Anna Höink; Thorsten Persigehl; Robert Kwiecien; Martin Balthasar; Rolf Mesters; Wolfgang Berdel; Walter Heindel; Christoph Bremer; Christian Schwöppe

doi:10.3892/ol.2018.9638

Gadofosveset-enhanced MRI as simple surrogate parameter for real-time evaluation of the initial tumour vessel infarction by retargeted tissue factor tTF-NGR

Oncol Lett. 2019 Jan;17(1):270-280. doi: 10.3892/ol.2018.9638. Epub 2018 Oct 29.

Authors

Anna Höink^{1

2}, Thorsten Persigehl^{1

2}, Robert Kwiecien³, Martin Balthasar², Rolf Mesters⁴, Wolfgang Berdel⁴, Walter Heindel¹, Christoph Bremer^{1

5}, Christian Schwöppe⁵

Affiliations

¹ Department of Clinical Radiology, University Hospital Münster, D-48149 Münster, Germany.
² Department of Diagnostic and Interventional Radiology, University Hospital Cologne, D-50937 Cologne, Germany.
³ Institute of Biostatistics and Clinical Research, University of Münster, Germany.
⁴ Department of Medicine A - Haematology and Oncology, University Hospital Münster, D-48149 Münster, Germany.
⁵ Department of Radiology, St.
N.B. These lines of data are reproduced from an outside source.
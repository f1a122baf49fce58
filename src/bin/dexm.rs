use std::collections::HashMap;
use std::fs;
use std::io;
use std::path::{Path, PathBuf};
use std::str::FromStr;

use clap::{ArgAction, Parser};
use dexclient::{
    ChapterDownloadRequest, ChapterDownloader, ClientConfigBuilder, DexClient, GetChapters, Query,
    Volume, VolumeChapter,
};
use tower::{Service, ServiceExt};
use tracing::debug;
use zip::{write::FileOptions, ZipWriter};

#[derive(Debug, Parser)]
#[command(
    name = "dexm",
    version,
    author,
    about = "CLI tool to download manga from mangadex"
)]
struct Arguments {
    #[arg(help = "manga id or url")]
    manga: String,
    #[arg(short, long, default_value_t = String::from("en"), help = "translation language")]
    language: String,
    #[arg(short, long, help = "translation group")]
    groups: Vec<String>,
    #[arg(
        short,
        long,
        help = "chapters to download, e.g. `12`, `3..7`, `20..` (repeatable)"
    )]
    chapters: Vec<Span>,
    #[arg(short, long, help = "volumes to download, same syntax as --chapters")]
    volumes: Vec<Span>,
    #[arg(short, long, default_value = ".", help = "destination folder")]
    path: PathBuf,
    #[arg(
        short = 'r',
        long = "raw",
        action = ArgAction::SetFalse,
        default_value_t = true,
        help = "download uncompressed images"
    )]
    data_saver: bool,
    #[arg(long, help = "pack the chapters into <title>.cbz")]
    make_cbz: bool,
    #[arg(long, default_value = dexclient::BASE_API, help = "api base url")]
    api_url: String,
}

/// Inclusive number range, open on a missing side.
#[derive(Debug, Clone, Copy, PartialEq)]
struct Span {
    min: Option<f32>,
    max: Option<f32>,
}

impl Span {
    fn contains(&self, n: f32) -> bool {
        self.min.map_or(true, |min| n >= min) && self.max.map_or(true, |max| n <= max)
    }
}

impl FromStr for Span {
    type Err = String;

    fn from_str(s: &str) -> Result<Self, Self::Err> {
        let bound = |s: &str| -> Result<Option<f32>, String> {
            match s.trim() {
                "" => Ok(None),
                n => n
                    .parse()
                    .map(Some)
                    .map_err(|_| format!("'{n}' is not a number")),
            }
        };
        match s.split_once("..") {
            Some((min, max)) => Ok(Span {
                min: bound(min)?,
                max: bound(max)?,
            }),
            None => {
                let n = bound(s)?.ok_or("empty range")?;
                Ok(Span {
                    min: Some(n),
                    max: Some(n),
                })
            }
        }
    }
}

fn in_spans(spans: &[Span], number: Option<f32>) -> bool {
    spans.is_empty() || number.is_some_and(|n| spans.iter().any(|s| s.contains(n)))
}

/// Chapters of the aggregate matching both filters, ordered by number.
///
/// Chapters or volumes without a number only pass an empty filter.
fn select_chapters<'a>(
    volumes: &'a HashMap<String, Volume>,
    chapters: &[Span],
    in_volumes: &[Span],
) -> Vec<&'a VolumeChapter> {
    volumes
        .values()
        .filter(|v| in_spans(in_volumes, v.number()))
        .get_chapters()
        .into_iter()
        .filter(|c| in_spans(chapters, c.number()))
        .collect()
}

/// Folder name of a chapter, with the integer part padded so names sort.
fn chapter_dir_name(label: &str, width: usize) -> String {
    if label.parse::<f32>().is_err() {
        return format!("chapter_{label}");
    }
    let (int, frac) = label.split_at(label.find('.').unwrap_or(label.len()));
    format!("chapter_{int:0>width$}{frac}")
}

/// Makes a manga title usable as a file name.
fn file_stem(title: &str) -> String {
    let stem: String = title
        .chars()
        .map(|c| match c {
            '/' | '\\' | ':' | '*' | '?' | '"' | '<' | '>' | '|' => '_',
            c => c,
        })
        .collect();
    stem.trim().trim_end_matches('.').to_string()
}

#[tokio::main]
async fn main() -> anyhow::Result<()> {
    tracing_subscriber::fmt::init();

    let args = Arguments::parse();

    let manga_id = if args.manga.contains("mangadex.org") {
        dexclient::parse_title_url(&args.manga)?
    } else {
        args.manga.clone()
    };

    let client = DexClient::with_config(
        ClientConfigBuilder::default()
            .base_url(args.api_url.clone())
            .build()?,
    )?;

    let manga = client.manga().get(&manga_id, &Query::new()).await?;
    let title = match file_stem(manga.title(&args.language, true)) {
        stem if stem.is_empty() => manga_id.clone(),
        stem => stem,
    };
    println!("{title}");

    let mut query = Query::new().language(&args.language);
    for group in &args.groups {
        query = query.group(group);
    }
    let volumes = client.manga().aggregate(&manga_id, &query).await?;
    let chapters = select_chapters(&volumes, &args.chapters, &args.volumes);
    if chapters.is_empty() {
        println!("No chapter in '{}' matches the selection", args.language);
        return Ok(());
    }

    let width = chapters
        .iter()
        .filter_map(|c| c.number())
        .fold(0.0f32, f32::max)
        .max(1.0)
        .log10()
        .floor() as usize
        + 1;

    let manga_dir = args.path.join(&title);
    let mut download_service = ChapterDownloader::new(client);
    let mut downloaded = Vec::new();
    for chapter in chapters {
        let name = chapter_dir_name(chapter.chapter(), width);
        println!("Download {name}");
        let dir = manga_dir.join(&name);
        download_service
            .ready()
            .await?
            .call(
                ChapterDownloadRequest::new(chapter.id())
                    .data_saver(args.data_saver)
                    .path(&dir),
            )
            .await?;
        downloaded.push((name, dir));
    }

    if args.make_cbz {
        let cbz = args.path.join(format!("{title}.cbz"));
        println!("Making {}...", cbz.display());
        write_cbz(&cbz, &downloaded)?;
        fs::remove_dir_all(&manga_dir)?;
        println!("Done.");
    }

    Ok(())
}

/// Packs each `(name, dir)` chapter folder into `path` under `name/`.
fn write_cbz(path: &Path, chapters: &[(String, PathBuf)]) -> io::Result<()> {
    let mut writer = ZipWriter::new(fs::File::create(path)?);
    for (name, dir) in chapters {
        let mut pages = fs::read_dir(dir)?
            .map(|entry| entry.map(|e| e.path()))
            .collect::<io::Result<Vec<_>>>()?;
        pages.retain(|p| p.is_file());
        pages.sort();
        for page in pages {
            let Some(file_name) = page.file_name() else {
                continue;
            };
            let entry = format!("{name}/{}", file_name.to_string_lossy());
            debug!(%entry);
            writer.start_file(entry, FileOptions::default())?;
            io::copy(&mut fs::File::open(&page)?, &mut writer)?;
        }
    }
    writer.finish()?;
    Ok(())
}

#[cfg(test)]
mod test {
    use super::*;

    const AGGREGATE: &[u8] = br#"{"result":"ok","volumes":{
        "none":{"volume":"none","count":1,"chapters":{"none":{"chapter":"none","id":"oneshot","count":1}}},
        "1":{"volume":"1","count":2,"chapters":{
            "1":{"chapter":"1","id":"c1","count":1},
            "2":{"chapter":"2","id":"c2","count":1}}},
        "2":{"volume":"2","count":2,"chapters":{
            "2.5":{"chapter":"2.5","id":"c2.5","count":1},
            "10":{"chapter":"10","id":"c10","count":1}}}
    }}"#;

    fn volumes() -> HashMap<String, Volume> {
        dexclient::decode::<dexclient::AggregateResponse>(AGGREGATE)
            .unwrap()
            .into_volumes()
            .unwrap()
    }

    fn ids(chapters: Vec<&VolumeChapter>) -> Vec<&str> {
        chapters.into_iter().map(|c| c.id().as_str()).collect()
    }

    #[test]
    fn test_span_parse() {
        assert_eq!(
            "3".parse::<Span>().unwrap(),
            Span {
                min: Some(3.0),
                max: Some(3.0)
            }
        );
        assert_eq!(
            "2.5..".parse::<Span>().unwrap(),
            Span {
                min: Some(2.5),
                max: None
            }
        );
        assert!("..4".parse::<Span>().unwrap().contains(-1.0));
        assert!("a..b".parse::<Span>().is_err());
        assert!("".parse::<Span>().is_err());
    }

    #[test]
    fn test_select_all() {
        let volumes = volumes();
        assert_eq!(
            ids(select_chapters(&volumes, &[], &[])),
            vec!["oneshot", "c1", "c2", "c2.5", "c10"]
        );
    }

    #[test]
    fn test_select_chapters_and_volumes() {
        let volumes = volumes();
        let chapters = ["2..3".parse().unwrap(), "10".parse().unwrap()];
        assert_eq!(
            ids(select_chapters(&volumes, &chapters, &[])),
            vec!["c2", "c2.5", "c10"]
        );

        let in_volumes = ["1".parse().unwrap()];
        assert_eq!(
            ids(select_chapters(&volumes, &chapters, &in_volumes)),
            vec!["c2"]
        );
    }

    #[test]
    fn test_chapter_dir_name() {
        assert_eq!(chapter_dir_name("2.5", 2), "chapter_02.5");
        assert_eq!(chapter_dir_name("10", 2), "chapter_10");
        assert_eq!(chapter_dir_name("none", 2), "chapter_none");
    }

    #[test]
    fn test_file_stem() {
        assert_eq!(file_stem("Fate/Zero: Vol. 1?"), "Fate_Zero_ Vol. 1_");
        assert_eq!(file_stem("  Title...  "), "Title");
    }

    #[test]
    fn test_write_cbz() {
        let tmpdir = tempfile::tempdir().unwrap();
        let dir = tmpdir.path().join("chapter_1");
        fs::create_dir_all(&dir).unwrap();
        fs::write(dir.join("page_1.jpg"), b"b").unwrap();
        fs::write(dir.join("page_0.jpg"), b"a").unwrap();

        let cbz = tmpdir.path().join("title.cbz");
        write_cbz(&cbz, &[("chapter_1".to_string(), dir)]).unwrap();

        let archive = zip::ZipArchive::new(fs::File::open(cbz).unwrap()).unwrap();
        let names: Vec<&str> = archive.file_names().collect();
        assert_eq!(names.len(), 2);
        assert!(names.contains(&"chapter_1/page_0.jpg"));
        assert!(names.contains(&"chapter_1/page_1.jpg"));
    }
}
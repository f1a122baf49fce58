use crate::{DexError, Result};
use reqwest::IntoUrl;

/// Extracts the id from a site url like `https://mangadex.org/{segment}/{id}/...`.
fn parse_site_url(url: impl IntoUrl + Clone + ToString, segment: &str) -> Result<String> {
    let parsed = url
        .clone()
        .into_url()
        .map_err(|_e| DexError::UrlParseError(url.to_string()))?;
    if !parsed.domain().is_some_and(|x| x == "mangadex.org") {
        return Err(DexError::UrlParseError(url.to_string()));
    }
    let mut segments = parsed
        .path_segments()
        .ok_or_else(|| DexError::UrlParseError(url.to_string()))?;
    if !segments.next().is_some_and(|x| x == segment) {
        return Err(DexError::UrlParseError(url.to_string()));
    }
    match segments.next() {
        Some(id) if !id.is_empty() => Ok(id.to_string()),
        _ => Err(DexError::UrlParseError(url.to_string())),
    }
}

/// Manga id of a `https://mangadex.org/title/{id}` url.
pub fn parse_title_url(url: impl IntoUrl + Clone + ToString) -> Result<String> {
    parse_site_url(url, "title")
}

/// Chapter id of a `https://mangadex.org/chapter/{id}` url.
pub fn parse_chapter_url(url: impl IntoUrl + Clone + ToString) -> Result<String> {
    parse_site_url(url, "chapter")
}
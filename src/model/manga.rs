use super::{ContentRating, Demographic, MangaState, PublicationStatus, Tag};
use crate::{LocalizedText, Relationship, RelationshipType};
use getset::Getters;
use serde::Deserialize;

#[derive(Debug, Clone, Deserialize, Getters)]
#[getset(get = "pub")]
pub struct Manga {
    id: String,
    #[serde(rename = "type")]
    kind: RelationshipType,
    attributes: MangaAttributes,
    #[serde(default)]
    relationships: Vec<Relationship>,
}

#[derive(Debug, Clone, Deserialize, Getters)]
#[serde(rename_all = "camelCase")]
#[getset(get = "pub")]
pub struct MangaAttributes {
    title: LocalizedText,
    #[serde(default)]
    alt_titles: LocalizedText,
    #[serde(default)]
    description: LocalizedText,
    #[serde(default)]
    is_locked: bool,
    #[serde(default)]
    links: LocalizedText,
    #[serde(default)]
    original_language: String,
    last_volume: Option<String>,
    last_chapter: Option<String>,
    publication_demographic: Option<Demographic>,
    status: Option<PublicationStatus>,
    year: Option<u32>,
    content_rating: Option<ContentRating>,
    #[serde(default)]
    tags: Vec<Tag>,
    state: Option<MangaState>,
    #[serde(default)]
    version: u32,
    #[serde(default)]
    created_at: String,
    #[serde(default)]
    updated_at: String,
}

impl MangaAttributes {
    /// Title in `code`, falling back to the alternative titles.
    ///
    /// With `fallback` set, any available title is returned when neither has
    /// `code`.
    pub fn localized_title(&self, code: &str, fallback: bool) -> &str {
        if self.title.contains(code) {
            return self.title.get(code, false);
        }
        if self.alt_titles.contains(code) {
            return self.alt_titles.get(code, false);
        }
        match self.title.get(code, fallback) {
            "" => self.alt_titles.get(code, fallback),
            title => title,
        }
    }
}

impl Manga {
    pub fn title(&self, code: &str, fallback: bool) -> &str {
        self.attributes.localized_title(code, fallback)
    }

    pub fn description(&self, code: &str, fallback: bool) -> &str {
        self.attributes.description.get(code, fallback)
    }

    pub fn related(&self, kind: &RelationshipType) -> impl Iterator<Item = &Relationship> + '_ {
        let kind = kind.clone();
        self.relationships.iter().filter(move |r| *r.kind() == kind)
    }

    /// Names of expanded author relationships (`includes[]=author`).
    pub fn authors(&self) -> Vec<&str> {
        self.related(&RelationshipType::Author)
            .filter_map(|r| r.as_author())
            .map(|a| a.name().as_str())
            .collect()
    }

    /// File name of the main cover, present when requested with `includes[]=cover_art`.
    pub fn cover_file_name(&self) -> Option<&str> {
        self.related(&RelationshipType::CoverArt)
            .find_map(|r| r.as_cover())
            .map(|c| c.file_name().as_str())
    }

    pub fn cover_url(&self) -> Option<String> {
        self.related(&RelationshipType::CoverArt)
            .find_map(|r| r.as_cover())
            .map(|c| c.url(&self.id))
    }
}
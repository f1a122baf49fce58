use crate::{LocalizedText, Relationship, RelationshipType};
use getset::Getters;
use serde::Deserialize;

#[derive(Debug, Clone, Deserialize, Getters)]
#[getset(get = "pub")]
pub struct ScanlationGroup {
    id: String,
    #[serde(rename = "type")]
    kind: RelationshipType,
    attributes: ScanlationGroupAttributes,
    #[serde(default)]
    relationships: Vec<Relationship>,
}

#[derive(Debug, Clone, Deserialize, Getters)]
#[serde(rename_all = "camelCase")]
#[getset(get = "pub")]
pub struct ScanlationGroupAttributes {
    name: String,
    #[serde(default)]
    alt_names: LocalizedText,
    website: Option<String>,
    irc_server: Option<String>,
    irc_channel: Option<String>,
    discord: Option<String>,
    contact_email: Option<String>,
    description: Option<String>,
    twitter: Option<String>,
    focused_languages: Option<Vec<String>>,
    #[serde(default)]
    locked: bool,
    #[serde(default)]
    official: bool,
    #[serde(default)]
    inactive: bool,
    publish_delay: Option<String>,
    #[serde(default)]
    version: u32,
    #[serde(default)]
    created_at: String,
    #[serde(default)]
    updated_at: String,
}

impl ScanlationGroup {
    pub fn name(&self) -> &str {
        &self.attributes.name
    }

    pub fn leader(&self) -> Option<&Relationship> {
        self.relationships
            .iter()
            .find(|r| r.kind().as_str() == "leader")
    }
}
Franziskus-Hospital Münster, D-48145 Münster, Germany.

Abstract

Truncated tissue factor (tTF)-NGR consists of the extracellular domain of the human TF and the binding motif NGR. tTF-NGR activates blood coagulation within the tumour vasculature following binding to CD13, and is overexpressed in the endothelial cells of tumour vessels, resulting in tumour vessel infarction and subsequent retardation/regression of tumour growth. The aim of the present study was to investigate gadofosveset-based real-time dynamic contrast-enhanced magnetic resonance imaging (DCE-MRI) in evaluating the initial therapeutic effects of the anti-vascular tTF-NGR approach. DCE-MRI (3.0 T) was performed in human U87-glioblastoma tumour-bearing nude mice. During a dynamic T1w GE-sequence, a gadolinium-based blood pool contrast agent (gadofosveset) was injected via a tail vein catheter. Following the maximum contrast intensity inside the tumour being obtained, tTF-NGR was injected (controls received NaCl) and the contrast behaviour of the tumour was monitored by ROI analysis. The slope difference of signal intensities between controls and the tTF-NGR group was investigated, as well as the differences between the average area under the curve (AUC) of the two groups. The association between intensity, group (control vs. tTF-NGR group) and time was analysed by fitting a linear mixed model. Following the injection of tTF-NGR, the signal intensity inside the tumours exhibited a statistically significantly stronger average slope decrease compared with the signal intensity of the tumours in the NaCl group. Furthermore, the initial average AUC values of mice treated with tTF-NGR were 5.7% lower than the average AUC of the control animals (P<0.05). Gadofosveset-enhanced MRI enables the visualization of the initial tumour response to anti-vascular treatment in real-time. Considering the clinical application of tTF-NGR, this method may provide a simple alternative parameter for monitoring the tumour response to vascular disrupting agents and certain vascular targeting agents in humans.

Keywords: anti-vascular treatment; gadofosveset; real-time visualization; truncated tissue factor; tumour vessel infarction.